Start of Block

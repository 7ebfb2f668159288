//! Testing utilities for the provider.
//!
//! [`MockHttpClient`] stands in for the AAP server with canned responses and
//! records every request. [`ProviderTester`] drives a [`ProviderService`]
//! through plan and apply without a host.
//!
//! # Example
//!
//! ```
//! use std::sync::Arc;
//! use aap_provider::provider::AapProvider;
//! use aap_provider::testing::{assert_plan_no_changes, MockHttpClient, ProviderTester};
//! use serde_json::json;
//!
//! # tokio_test::block_on(async {
//! let tester = ProviderTester::new(AapProvider::with_client(Arc::new(MockHttpClient::new())));
//! let plan = tester
//!     .plan_update(
//!         "aap_inventory",
//!         json!({"id": 1, "organization": 1, "name": "web", "variables": "os: Linux"}),
//!         json!({"organization": 1, "name": "web", "variables": "{\"os\": \"Linux\"}"}),
//!     )
//!     .await
//!     .unwrap();
//! assert_plan_no_changes(&plan);
//! # });
//! ```

use std::collections::{HashMap, VecDeque};
use std::sync::{Mutex, PoisonError};

use async_trait::async_trait;
use reqwest::Method;
use serde_json::Value;

use crate::client::{HttpResponse, ProviderHttpClient};
use crate::diagnostics::{Diagnostic, DiagnosticSeverity};
use crate::error::ProviderError;
use crate::provider::ProviderService;
use crate::types::PlanResult;

/// A request seen by [`MockHttpClient`].
#[derive(Debug, Clone, PartialEq)]
pub struct RecordedRequest {
    /// HTTP method.
    pub method: Method,
    /// Normalized request path.
    pub path: String,
    /// Request body parsed as JSON, if any.
    pub body: Option<Value>,
}

/// In-memory [`ProviderHttpClient`] serving queued responses.
///
/// Responses are queued per method and path and handed out in order. A
/// request with nothing queued fails.
#[derive(Debug, Default)]
pub struct MockHttpClient {
    responses: Mutex<HashMap<(Method, String), VecDeque<HttpResponse>>>,
    requests: Mutex<Vec<RecordedRequest>>,
}

impl MockHttpClient {
    /// A client with no queued responses.
    pub fn new() -> Self {
        Self::default()
    }

    /// Queue a JSON response for `method` and `path`.
    ///
    /// A `null` body is sent as an empty body.
    pub fn respond(&self, method: Method, path: &str, status: u16, body: Value) {
        let bytes = if body.is_null() {
            Vec::new()
        } else {
            body.to_string().into_bytes()
        };
        self.responses
            .lock()
            .unwrap_or_else(PoisonError::into_inner)
            .entry((method, normalize(path)))
            .or_default()
            .push_back(HttpResponse::new(status, bytes));
    }

    /// Requests received so far, oldest first.
    pub fn requests(&self) -> Vec<RecordedRequest> {
        self.requests
            .lock()
            .unwrap_or_else(PoisonError::into_inner)
            .clone()
    }
}

fn normalize(path: &str) -> String {
    let path = path.trim_start_matches('/');
    if path.ends_with('/') {
        path.to_string()
    } else {
        format!("{}/", path)
    }
}

#[async_trait]
impl ProviderHttpClient for MockHttpClient {
    async fn do_request(
        &self,
        method: Method,
        path: &str,
        body: Option<Vec<u8>>,
    ) -> Result<HttpResponse, ProviderError> {
        let path = normalize(path);
        self.requests
            .lock()
            .unwrap_or_else(PoisonError::into_inner)
            .push(RecordedRequest {
                method: method.clone(),
                path: path.clone(),
                body: body.and_then(|b| serde_json::from_slice(&b).ok()),
            });

        self.responses
            .lock()
            .unwrap_or_else(PoisonError::into_inner)
            .get_mut(&(method.clone(), path.clone()))
            .and_then(VecDeque::pop_front)
            .ok_or_else(|| ProviderError::Sdk(format!("no mock response for {} {}", method, path)))
    }
}

/// A test harness for provider implementations.
pub struct ProviderTester<P: ProviderService> {
    provider: P,
}

impl<P: ProviderService> ProviderTester<P> {
    /// Create a new tester for the given provider.
    pub fn new(provider: P) -> Self {
        Self { provider }
    }

    /// Get a reference to the underlying provider.
    pub fn provider(&self) -> &P {
        &self.provider
    }

    /// Get the list of resource type names.
    pub fn resource_types(&self) -> Vec<String> {
        self.provider.metadata().resources
    }

    /// Get the list of data source type names.
    pub fn data_source_types(&self) -> Vec<String> {
        self.provider.metadata().data_sources
    }

    /// Validate provider configuration, failing on error diagnostics.
    pub async fn validate_provider_config(&self, config: Value) -> Result<(), TestError> {
        let diagnostics = self.provider.validate_provider_config(config).await?;
        check_diagnostics(diagnostics)
    }

    /// Configure the provider, failing on error diagnostics.
    pub async fn configure(&self, config: Value) -> Result<(), TestError> {
        let diagnostics = self.provider.configure(config).await?;
        check_diagnostics(diagnostics)
    }

    /// Stop the provider.
    pub async fn stop(&self) -> Result<(), ProviderError> {
        self.provider.stop().await
    }

    /// Plan a resource creation (no prior state).
    pub async fn plan_create(
        &self,
        resource_type: &str,
        proposed_state: Value,
    ) -> Result<PlanResult, ProviderError> {
        self.provider
            .plan(resource_type, None, proposed_state.clone(), proposed_state)
            .await
    }

    /// Plan a resource update.
    pub async fn plan_update(
        &self,
        resource_type: &str,
        prior_state: Value,
        proposed_state: Value,
    ) -> Result<PlanResult, ProviderError> {
        self.provider
            .plan(
                resource_type,
                Some(prior_state),
                proposed_state.clone(),
                proposed_state,
            )
            .await
    }

    /// Plan a resource deletion.
    pub async fn plan_delete(
        &self,
        resource_type: &str,
        prior_state: Value,
    ) -> Result<PlanResult, ProviderError> {
        self.provider
            .plan(resource_type, Some(prior_state), Value::Null, Value::Null)
            .await
    }

    /// Create a new resource.
    pub async fn create(
        &self,
        resource_type: &str,
        planned_state: Value,
    ) -> Result<Value, ProviderError> {
        self.provider.create(resource_type, planned_state).await
    }

    /// Read the current state of a resource.
    pub async fn read(
        &self,
        resource_type: &str,
        current_state: Value,
    ) -> Result<Value, ProviderError> {
        self.provider.read(resource_type, current_state).await
    }

    /// Update an existing resource.
    pub async fn update(
        &self,
        resource_type: &str,
        prior_state: Value,
        planned_state: Value,
    ) -> Result<Value, ProviderError> {
        self.provider
            .update(resource_type, prior_state, planned_state)
            .await
    }

    /// Delete a resource.
    pub async fn delete(
        &self,
        resource_type: &str,
        current_state: Value,
    ) -> Result<(), ProviderError> {
        self.provider.delete(resource_type, current_state).await
    }

    /// Read data from a data source.
    pub async fn read_data_source(
        &self,
        data_source_type: &str,
        config: Value,
    ) -> Result<Value, ProviderError> {
        self.provider
            .read_data_source(data_source_type, config)
            .await
    }

    /// Run plan, create and read. Returns the state after read.
    pub async fn lifecycle_create(
        &self,
        resource_type: &str,
        config: Value,
    ) -> Result<Value, ProviderError> {
        let plan = self.plan_create(resource_type, config).await?;
        let created = self.create(resource_type, plan.planned_state).await?;
        self.read(resource_type, created).await
    }

    /// Run plan, update and read. Returns the state after read.
    ///
    /// Skips the update when the plan has no changes.
    pub async fn lifecycle_update(
        &self,
        resource_type: &str,
        prior_state: Value,
        proposed_state: Value,
    ) -> Result<Value, ProviderError> {
        let plan = self
            .plan_update(resource_type, prior_state.clone(), proposed_state)
            .await?;
        if !plan.has_changes() {
            return self.read(resource_type, prior_state).await;
        }
        let updated = self
            .update(resource_type, prior_state, plan.planned_state)
            .await?;
        self.read(resource_type, updated).await
    }

    /// Run plan and delete.
    pub async fn lifecycle_delete(
        &self,
        resource_type: &str,
        current_state: Value,
    ) -> Result<(), ProviderError> {
        self.plan_delete(resource_type, current_state.clone()).await?;
        self.delete(resource_type, current_state).await
    }
}

/// Error type for test operations that may fail with diagnostics.
#[derive(Debug)]
pub enum TestError {
    /// The operation failed with diagnostics.
    Diagnostics(Vec<Diagnostic>),
    /// The operation failed with a provider error.
    Provider(ProviderError),
}

impl std::fmt::Display for TestError {
    fn fmt(&self, f: &mut std::fmt::Formatter<'_>) -> std::fmt::Result {
        match self {
            TestError::Diagnostics(diags) => {
                writeln!(f, "Operation failed with {} diagnostic(s):", diags.len())?;
                for diag in diags {
                    write!(f, "  [{:?}] {}", diag.severity, diag.summary)?;
                    if let Some(detail) = &diag.detail {
                        write!(f, ": {}", detail)?;
                    }
                    if let Some(attr) = &diag.attribute {
                        write!(f, " (at {})", attr)?;
                    }
                    writeln!(f)?;
                }
                Ok(())
            },
            TestError::Provider(e) => write!(f, "Provider error: {}", e),
        }
    }
}

impl std::error::Error for TestError {}

impl From<ProviderError> for TestError {
    fn from(e: ProviderError) -> Self {
        TestError::Provider(e)
    }
}

fn check_diagnostics(diagnostics: Vec<Diagnostic>) -> Result<(), TestError> {
    let errors: Vec<_> = diagnostics.into_iter().filter(Diagnostic::is_error).collect();
    if errors.is_empty() {
        Ok(())
    } else {
        Err(TestError::Diagnostics(errors))
    }
}

/// Assert that a plan result indicates no changes.
///
/// # Panics
///
/// Panics if the plan has any changes.
pub fn assert_plan_no_changes(plan: &PlanResult) {
    assert!(
        plan.changes.is_empty(),
        "Expected no changes, but got {} change(s): {:?}",
        plan.changes.len(),
        plan.changes.iter().map(|c| &c.path).collect::<Vec<_>>()
    );
}

/// Assert that a plan result indicates changes are needed.
///
/// # Panics
///
/// Panics if the plan has no changes.
pub fn assert_plan_has_changes(plan: &PlanResult) {
    assert!(
        !plan.changes.is_empty(),
        "Expected plan to have changes, but got no changes"
    );
}

/// Assert that a plan requires resource replacement.
///
/// # Panics
///
/// Panics if the plan does not require replacement.
pub fn assert_plan_replaces(plan: &PlanResult) {
    assert!(
        plan.requires_replace,
        "Expected plan to require replacement, but it does not"
    );
}

/// Assert that a plan has a change for a specific attribute path.
///
/// # Panics
///
/// Panics if the plan does not have a change for the given path.
pub fn assert_plan_changes_attribute(plan: &PlanResult, path: &str) {
    assert!(
        plan.changes.iter().any(|c| c.path == path),
        "Expected plan to change attribute '{}', but it was not changed. Changed attributes: {:?}",
        path,
        plan.changes.iter().map(|c| &c.path).collect::<Vec<_>>()
    );
}

/// Assert that a plan carries the prior value of `attribute` unchanged.
///
/// # Panics
///
/// Panics if the planned value differs from `prior_state[attribute]`.
pub fn assert_plan_keeps_prior(plan: &PlanResult, prior_state: &Value, attribute: &str) {
    assert_eq!(
        plan.planned_state[attribute], prior_state[attribute],
        "Expected plan to keep the prior value of '{}'",
        attribute
    );
}

/// Assert that diagnostics contain no errors.
///
/// # Panics
///
/// Panics if there are any error diagnostics.
pub fn assert_no_errors(diagnostics: &[Diagnostic]) {
    let errors: Vec<_> = diagnostics.iter().filter(|d| d.is_error()).collect();
    assert!(
        errors.is_empty(),
        "Expected no errors, but got {} error(s): {:?}",
        errors.len(),
        errors.iter().map(|d| &d.summary).collect::<Vec<_>>()
    );
}

/// Assert that diagnostics contain at least one error.
///
/// # Panics
///
/// Panics if there are no error diagnostics.
pub fn assert_has_errors(diagnostics: &[Diagnostic]) {
    assert!(
        diagnostics.iter().any(Diagnostic::is_error),
        "Expected at least one error, but got none"
    );
}

/// Assert that diagnostics contain a diagnostic of `severity` whose summary
/// contains `substring`.
///
/// # Panics
///
/// Panics if no such diagnostic exists.
pub fn assert_diagnostic_contains(
    diagnostics: &[Diagnostic],
    severity: DiagnosticSeverity,
    substring: &str,
) {
    assert!(
        diagnostics
            .iter()
            .any(|d| d.severity == severity && d.summary.contains(substring)),
        "Expected a {:?} diagnostic containing '{}', got: {:?}",
        severity,
        substring,
        diagnostics.iter().map(|d| &d.summary).collect::<Vec<_>>()
    );
}

/// Assert that diagnostics contain an error with the given summary substring.
///
/// # Panics
///
/// Panics if no error diagnostic contains the given substring.
pub fn assert_error_contains(diagnostics: &[Diagnostic], substring: &str) {
    assert_diagnostic_contains(diagnostics, DiagnosticSeverity::Error, substring);
}
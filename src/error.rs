//! Error types for the AAP provider.

use thiserror::Error;

/// Errors returned by provider operations.
///
/// Errors abort the operation. Advisory information that should not stop a
/// plan travels as [`Diagnostic`](crate::diagnostics::Diagnostic) values
/// instead.
#[derive(Debug, Error)]
pub enum ProviderError {
    /// The requested object does not exist on the AAP server.
    #[error("Resource not found: {0}")]
    NotFound(String),

    /// Resource or data source state failed validation.
    #[error("Validation error: {0}")]
    Validation(String),

    /// The provider is not configured, or its configuration is unusable.
    #[error("Configuration error: {0}")]
    Configuration(String),

    /// The requested resource or data source type is unknown.
    #[error("Unknown resource type: {0}")]
    UnknownResource(String),

    /// A serialization/deserialization error occurred.
    #[error("Serialization error: {0}")]
    Serialization(#[from] serde_json::Error),

    /// A request URL could not be built.
    #[error("Invalid URL: {0}")]
    InvalidUrl(#[from] url::ParseError),

    /// The HTTP request could not be sent or its body could not be read.
    #[error("HTTP error: {0}")]
    Http(#[from] reqwest::Error),

    /// The AAP server answered with a status code the operation does not accept.
    #[error("Unexpected status {status}: {body}")]
    UnexpectedStatus {
        /// The HTTP status code received.
        status: u16,
        /// The response body, decoded lossily as UTF-8.
        body: String,
    },

    /// An internal provider error occurred.
    #[error("Provider error: {0}")]
    Sdk(String),
}

impl ProviderError {
    /// Get the error message as a string.
    pub fn message(&self) -> &str {
        match self {
            Self::NotFound(msg) => msg,
            Self::Validation(msg) => msg,
            Self::Configuration(msg) => msg,
            Self::UnknownResource(msg) => msg,
            Self::Serialization(_err) => "serialization error (see Debug output)",
            Self::InvalidUrl(_err) => "invalid URL (see Debug output)",
            Self::Http(_err) => "HTTP error (see Debug output)",
            Self::UnexpectedStatus { body, .. } => body,
            Self::Sdk(msg) => msg,
        }
    }

    /// Whether the error means the remote object is gone.
    ///
    /// Read operations use this to let the host drop the resource from state.
    pub fn is_not_found(&self) -> bool {
        matches!(
            self,
            Self::NotFound(_) | Self::UnexpectedStatus { status: 404, .. }
        )
    }
}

End of Block

EXERCISE REQUIREMENTS: Look through the records above and please copy every line in which the string "requested" occurs.

WRITTEN SOLUTION:
    /// The requested object does not exist on the AAP server.
    /// The requested resource or data source type is unknown.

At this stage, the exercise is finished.